The task
Copy out all of the data that follows, exactly as it appears.

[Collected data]
=======

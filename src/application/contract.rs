use crate::application::order_store::OrderStore;
use crate::domain::order::{Order, OrderStatus, Price, Quantity};
use crate::domain::ports::{LedgerStoreBox, PartyRegistryBox};
use crate::error::{OrderError, Result};
use rust_decimal::Decimal;
use rust_decimal_macros::dec;
use serde::Serialize;
use tracing::{info, instrument};

/// Prefix of the keys written by [`OrderContract::initialize`].
pub const SEED_KEY_PREFIX: &str = "ORDER";

const SEED_OWNER: &str = "Kaiser Permanente";
const SEED_DISTRIBUTOR: &str = "Pfizer";

/// (drug id, quantity, price) of each demo order, in seeding order.
const SEED_ORDERS: [(&str, u64, Decimal); 7] = [
    ("117", 100, dec!(13.4)),
    ("777", 100, dec!(144)),
    ("631", 100, dec!(11.4)),
    ("222", 111, dec!(133.4)),
    ("41", 111, dec!(1313.4)),
    ("17", 111, dec!(1153.4)),
    ("1", 111, dec!(1361.4)),
];

/// The order contract: lifecycle rules for pharmaceutical orders.
///
/// Holds no mutable state of its own. Every handler reads what it needs
/// from the ledger, validates, and finishes with at most one write, so a
/// rejected invocation never leaves a partial update behind.
pub struct OrderContract {
    store: OrderStore,
    hospitals: PartyRegistryBox,
    distributors: PartyRegistryBox,
}

#[derive(Serialize)]
struct KeyedRecord<'a> {
    #[serde(rename = "Key")]
    key: &'a str,
    #[serde(rename = "Record")]
    record: &'a Order,
}

impl OrderContract {
    /// Creates a contract over `ledger`.
    ///
    /// # Arguments
    ///
    /// * `ledger` - The key-value ledger orders are persisted to.
    /// * `hospitals` - Parties allowed to own orders.
    /// * `distributors` - Parties allowed to fulfil orders.
    pub fn new(
        ledger: LedgerStoreBox,
        hospitals: PartyRegistryBox,
        distributors: PartyRegistryBox,
    ) -> Self {
        Self {
            store: OrderStore::new(ledger),
            hospitals,
            distributors,
        }
    }

    pub fn store(&self) -> &OrderStore {
        &self.store
    }

    /// Seeds the demo orders under `ORDER0`..`ORDER6`.
    ///
    /// Re-running rewrites the same keys with the same values.
    #[instrument(skip_all)]
    pub async fn initialize(&self) -> Result<()> {
        for (index, (drug_id, quantity, price)) in SEED_ORDERS.into_iter().enumerate() {
            let order = Order::new(
                (index + 1).to_string(),
                SEED_OWNER,
                SEED_DISTRIBUTOR,
                drug_id,
                Quantity::new(quantity)?,
                Price::new(price)?,
            );
            let key = format!("{SEED_KEY_PREFIX}{index}");
            self.store.put(&key, &order).await?;
            info!(key = %key, order_id = %order.order_id, "seeded order");
        }
        Ok(())
    }

    /// Places a new order.
    ///
    /// Arguments: `[orderKey, orderId, owner, distributor, drugId, quantity, price, status]`.
    /// The order is stored under `orderKey` and always starts out `Ordered`.
    #[instrument(skip_all, fields(key = args.first().map(String::as_str).unwrap_or_default()))]
    pub async fn create_order(&self, args: &[String]) -> Result<()> {
        let [key, order_id, owner, distributor, drug_id, quantity, price, status] = args else {
            return Err(arity(8, args.len()));
        };

        if !self.hospitals.contains(owner).await? {
            return Err(OrderError::UnauthorizedParty(format!(
                "hospital not registered: '{owner}'"
            )));
        }
        if !self.distributors.contains(distributor).await? {
            return Err(OrderError::UnauthorizedParty(format!(
                "distributor not registered: '{distributor}'"
            )));
        }

        let quantity: Quantity = quantity.parse()?;
        let price: Price = price.parse()?;

        for (name, value) in [("orderKey", key), ("orderId", order_id), ("drugId", drug_id)] {
            if value.is_empty() {
                return Err(OrderError::ValidationError(format!("{name} must not be empty")));
            }
        }
        if status.parse::<OrderStatus>()? != OrderStatus::Ordered {
            return Err(OrderError::ValidationError(format!(
                "New orders must start as {}, got '{status}'",
                OrderStatus::Ordered
            )));
        }

        if self.store.exists(key).await? {
            return Err(OrderError::DuplicateOrder(key.clone()));
        }
        if let Some(existing) = self.store.key_of(order_id).await? {
            return Err(OrderError::DuplicateOrder(format!(
                "orderId '{order_id}' is already stored under {existing}"
            )));
        }

        let order = Order::new(order_id, owner, distributor, drug_id, quantity, price);
        self.store.put(key, &order).await?;
        info!(order_id = %order.order_id, owner = %order.owner, distributor = %order.distributor, "order created");
        Ok(())
    }

    /// Moves an existing order to a new status.
    ///
    /// Arguments: `[orderKey, callerIdentity, newStatus]`.
    #[instrument(skip_all, fields(key = args.first().map(String::as_str).unwrap_or_default()))]
    pub async fn advance_order(&self, args: &[String]) -> Result<()> {
        let [key, caller, new_status] = args else {
            return Err(arity(3, args.len()));
        };

        let mut order = self.store.get(key).await?;
        order.ensure_party(caller)?;

        let from = order.status;
        let target = new_status
            .parse::<OrderStatus>()
            .map_err(|_| OrderError::IllegalTransition {
                from: from.to_string(),
                to: new_status.clone(),
            })?;
        order.advance(caller, target)?;

        self.store.put(key, &order).await?;
        info!(caller = %caller, %from, to = %target, "order advanced");
        Ok(())
    }

    /// Returns the JSON record stored under `[orderKey]`.
    pub async fn query_order(&self, args: &[String]) -> Result<Vec<u8>> {
        let [key] = args else {
            return Err(arity(1, args.len()));
        };
        let order = self.store.get(key).await?;
        encode(&order)
    }

    /// Returns every order on the ledger as a JSON array of
    /// `{"Key": ..., "Record": ...}` entries in key order.
    pub async fn query_all_orders(&self, args: &[String]) -> Result<Vec<u8>> {
        if !args.is_empty() {
            return Err(arity(0, args.len()));
        }
        let orders = self.store.list("", "").await?;
        let records: Vec<KeyedRecord<'_>> = orders
            .iter()
            .map(|(key, record)| KeyedRecord { key, record })
            .collect();
        encode(&records)
    }
}

fn arity(expected: usize, actual: usize) -> OrderError {
    OrderError::ArgumentCount { expected, actual }
}

fn encode<T: Serialize + ?Sized>(value: &T) -> Result<Vec<u8>> {
    serde_json::to_vec(value)
        .map_err(|e| OrderError::StoreError(format!("Serialization error: {e}")))
}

=======

Output for this task
filename src/application/contract.rs
use crate::application::order_store::OrderStore;
use crate::domain::order::{Order, OrderStatus, Price, Quantity};
use crate::domain::ports::{LedgerStoreBox, PartyRegistryBox};
use crate::error::{OrderError, Result};
use rust_decimal::Decimal;
use rust_decimal_macros::dec;
use serde::Serialize;
use tracing::{info, instrument};

/// Prefix of the keys written by [`OrderContract::initialize`].
pub const SEED_KEY_PREFIX: &str = "ORDER";

const SEED_OWNER: &str = "Kaiser Permanente";
const SEED_DISTRIBUTOR: &str = "Pfizer";

/// (drug id, quantity, price) of each demo order, in seeding order.
const SEED_ORDERS: [(&str, u64, Decimal); 7] = [
    ("117", 100, dec!(13.4)),
    ("777", 100, dec!(144)),
    ("631", 100, dec!(11.4)),
    ("222", 111, dec!(133.4)),
    ("41", 111, dec!(1313.4)),
    ("17", 111, dec!(1153.4)),
    ("1", 111, dec!(1361.4)),
];

/// The order contract: lifecycle rules for pharmaceutical orders.
///
/// Holds no mutable state of its own. Every handler reads what it needs
/// from the ledger, validates, and finishes with at most one write, so a
/// rejected invocation never leaves a partial update behind.
pub struct OrderContract {
    store: OrderStore,
    hospitals: PartyRegistryBox,
    distributors: PartyRegistryBox,
}

#[derive(Serialize)]
struct KeyedRecord<'a> {
    #[serde(rename = "Key")]
    key: &'a str,
    #[serde(rename = "Record")]
    record: &'a Order,
}

impl OrderContract {
    /// Creates a contract over `ledger`.
    ///
    /// # Arguments
    ///
    /// * `ledger` - The key-value ledger orders are persisted to.
    /// * `hospitals` - Parties allowed to own orders.
    /// * `distributors` - Parties allowed to fulfil orders.
    pub fn new(
        ledger: LedgerStoreBox,
        hospitals: PartyRegistryBox,
        distributors: PartyRegistryBox,
    ) -> Self {
        Self {
            store: OrderStore::new(ledger),
            hospitals,
            distributors,
        }
    }

    pub fn store(&self) -> &OrderStore {
        &self.store
    }

    /// Seeds the demo orders under `ORDER0`..`ORDER6`.
    ///
    /// Re-running rewrites the same keys with the same values.
    #[instrument(skip_all)]
    pub async fn initialize(&self) -> Result<()> {
        for (index, (drug_id, quantity, price)) in SEED_ORDERS.into_iter().enumerate() {
            let order = Order::new(
                (index + 1).to_string(),
                SEED_OWNER,
                SEED_DISTRIBUTOR,
                drug_id,
                Quantity::new(quantity)?,
                Price::new(price)?,
            );
            let key = format!("{SEED_KEY_PREFIX}{index}");
            self.store.put(&key, &order).await?;
            info!(key = %key, order_id = %order.order_id, "seeded order");
        }
        Ok(())
    }

    /// Places a new order.
    ///
    /// Arguments: `[orderKey, orderId, owner, distributor, drugId, quantity, price, status]`.
    /// The order is stored under `orderKey` and always starts out `Ordered`.
    #[instrument(skip_all, fields(key = args.first().map(String::as_str).unwrap_or_default()))]
    pub async fn create_order(&self, args: &[String]) -> Result<()> {
        let [key, order_id, owner, distributor, drug_id, quantity, price, status] = args else {
            return Err(arity(8, args.len()));
        };

        if !self.hospitals.contains(owner).await? {
            return Err(OrderError::UnauthorizedParty(format!(
                "hospital not registered: '{owner}'"
            )));
        }
        if !self.distributors.contains(distributor).await? {
            return Err(OrderError::UnauthorizedParty(format!(
                "distributor not registered: '{distributor}'"
            )));
        }

        let quantity: Quantity = quantity.parse()?;
        let price: Price = price.parse()?;

        for (name, value) in [("orderKey", key), ("orderId", order_id), ("drugId", drug_id)] {
            if value.is_empty() {
                return Err(OrderError::ValidationError(format!("{name} must not be empty")));
            }
        }
        if status.parse::<OrderStatus>()? != OrderStatus::Ordered {
            return Err(OrderError::ValidationError(format!(
                "New orders must start as {}, got '{status}'",
                OrderStatus::Ordered
            )));
        }

        if self.store.exists(key).await? {
            return Err(OrderError::DuplicateOrder(key.clone()));
        }
        if let Some(existing) = self.store.key_of(order_id).await? {
            return Err(OrderError::DuplicateOrder(format!(
                "orderId '{order_id}' is already stored under {existing}"
            )));
        }

        let order = Order::new(order_id, owner, distributor, drug_id, quantity, price);
        self.store.put(key, &order).await?;
        info!(order_id = %order.order_id, owner = %order.owner, distributor = %order.distributor, "order created");
        Ok(())
    }

    /// Moves an existing order to a new status.
    ///
    /// Arguments: `[orderKey, callerIdentity, newStatus]`.
    #[instrument(skip_all, fields(key = args.first().map(String::as_str).unwrap_or_default()))]
    pub async fn advance_order(&self, args: &[String]) -> Result<()> {
        let [key, caller, new_status] = args else {
            return Err(arity(3, args.len()));
        };

        let mut order = self.store.get(key).await?;
        order.ensure_party(caller)?;

        let from = order.status;
        let target = new_status
            .parse::<OrderStatus>()
            .map_err(|_| OrderError::IllegalTransition {
                from: from.to_string(),
                to: new_status.clone(),
            })?;
        order.advance(caller, target)?;

        self.store.put(key, &order).await?;
        info!(caller = %caller, %from, to = %target, "order advanced");
        Ok(())
    }

    /// Returns the JSON record stored under `[orderKey]`.
    pub async fn query_order(&self, args: &[String]) -> Result<Vec<u8>> {
        let [key] = args else {
            return Err(arity(1, args.len()));
        };
        let order = self.store.get(key).await?;
        encode(&order)
    }

    /// Returns every order on the ledger as a JSON array of
    /// `{"Key": ..., "Record": ...}` entries in key order.
    pub async fn query_all_orders(&self, args: &[String]) -> Result<Vec<u8>> {
        if !args.is_empty() {
            return Err(arity(0, args.len()));
        }
        let orders = self.store.list("", "").await?;
        let records: Vec<KeyedRecord<'_>> = orders
            .iter()
            .map(|(key, record)| KeyedRecord { key, record })
            .collect();
        encode(&records)
    }
}

fn arity(expected: usize, actual: usize) -> OrderError {
    OrderError::ArgumentCount { expected, actual }
}

fn encode<T: Serialize + ?Sized>(value: &T) -> Result<Vec<u8>> {
    serde_json::to_vec(value)
        .map_err(|e| OrderError::StoreError(format!("Serialization error: {e}")))
}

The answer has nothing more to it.